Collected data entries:

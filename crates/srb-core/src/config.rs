use std::{env, fs, path::Path, time::Duration};

use crate::{domain::UserId, errors::Error, Result};

/// Typed configuration for the bot.
///
/// Everything is env-driven with the same defaults the studio has been
/// running in production; only the token and the admin id are required.
#[derive(Clone, Debug)]
pub struct Config {
    // Core identity
    pub bot_token: String,
    pub admin_id: UserId,

    // Dialog policy
    pub auto_start_on_first_message: bool,
    pub max_message_length: usize,

    // Inbound rate limiting
    pub rate_limit_messages: u32,
    pub rate_limit_window: Duration,

    // Broadcast pacing: brief pause every `broadcast_pause_every` sends.
    pub broadcast_pause_every: usize,
    pub broadcast_pause: Duration,

    // Referral rewards
    pub referral_threshold: usize,

    // Static links shown by the menu layer
    pub channel_url: String,
    pub examples_url: String,
}

impl Config {
    pub fn load() -> Result<Self> {
        load_dotenv_if_present(Path::new(".env"));

        let bot_token = env_str("BOT_TOKEN").unwrap_or_default();
        if bot_token.trim().is_empty() {
            return Err(Error::Config(
                "BOT_TOKEN environment variable is required".to_string(),
            ));
        }

        let admin_id = env_i64("ADMIN_ID")
            .map(UserId)
            .ok_or_else(|| Error::Config("ADMIN_ID environment variable is required".to_string()))?;

        let auto_start_on_first_message =
            env_bool("AUTO_START_ON_FIRST_MESSAGE").unwrap_or(false);
        let max_message_length = env_usize("MAX_MESSAGE_LENGTH").unwrap_or(4000);

        let rate_limit_messages = env_u32("RATE_LIMIT_MESSAGES").unwrap_or(10);
        let rate_limit_window = Duration::from_secs(env_u64("RATE_LIMIT_WINDOW").unwrap_or(60));

        let broadcast_pause_every = env_usize("BROADCAST_PAUSE_EVERY").unwrap_or(25);
        let broadcast_pause = Duration::from_millis(env_u64("BROADCAST_PAUSE_MS").unwrap_or(1_000));

        let referral_threshold = env_usize("REFERRAL_THRESHOLD").unwrap_or(3);

        let channel_url =
            env_str("CHANNEL_URL").unwrap_or_else(|| "https://t.me/kuznya_music".to_string());
        let examples_url =
            env_str("EXAMPLES_URL").unwrap_or_else(|| "https://t.me/kuznya_music/41".to_string());

        Ok(Self {
            bot_token,
            admin_id,
            auto_start_on_first_message,
            max_message_length,
            rate_limit_messages,
            rate_limit_window,
            broadcast_pause_every,
            broadcast_pause,
            referral_threshold,
            channel_url,
            examples_url,
        })
    }

    pub fn is_admin(&self, user: UserId) -> bool {
        user == self.admin_id
    }
}

fn load_dotenv_if_present(path: &Path) {
    let Ok(contents) = fs::read_to_string(path) else {
        return;
    };

    for raw in contents.lines() {
        let line = raw.trim();
        if line.is_empty() || line.starts_with('#') {
            continue;
        }

        let Some((k, v)) = line.split_once('=') else {
            continue;
        };

        let key = k.trim();
        if key.is_empty() {
            continue;
        }
        if env::var_os(key).is_some() {
            continue; // do not override existing env
        }

        let mut val = v.trim().to_string();
        // Strip optional surrounding quotes.
        if val.len() >= 2
            && ((val.starts_with('"') && val.ends_with('"'))
                || (val.starts_with('\'') && val.ends_with('\'')))
        {
            val = val[1..val.len() - 1].to_string();
        }

        env::set_var(key, val);
    }
}

fn env_str(key: &str) -> Option<String> {
    env::var(key).ok()
}

fn env_bool(key: &str) -> Option<bool> {
    env_str(key).map(|s| {
        matches!(
            s.trim().to_lowercase().as_str(),
            "1" | "true" | "yes" | "on"
        )
    })
}

fn env_i64(key: &str) -> Option<i64> {
    env_str(key).and_then(|s| s.trim().parse::<i64>().ok())
}

fn env_u64(key: &str) -> Option<u64> {
    env_str(key).and_then(|s| s.trim().parse::<u64>().ok())
}

fn env_u32(key: &str) -> Option<u32> {
    env_str(key).and_then(|s| s.trim().parse::<u32>().ok())
}

fn env_usize(key: &str) -> Option<usize> {
    env_str(key).and_then(|s| s.trim().parse::<usize>().ok())
}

TASK INSTRUCTIONS —
Give back the records word for word. Start at the first line, end at the line containing "studio has been", and include both.

OUTPUT FOR THIS TASK —
filename crates/srb-core/src/config.rs
use std::{env, fs, path::Path, time::Duration};

use crate::{domain::UserId, errors::Error, Result};

/// Typed configuration for the bot.
///
/// Everything is env-driven with the same defaults the studio has been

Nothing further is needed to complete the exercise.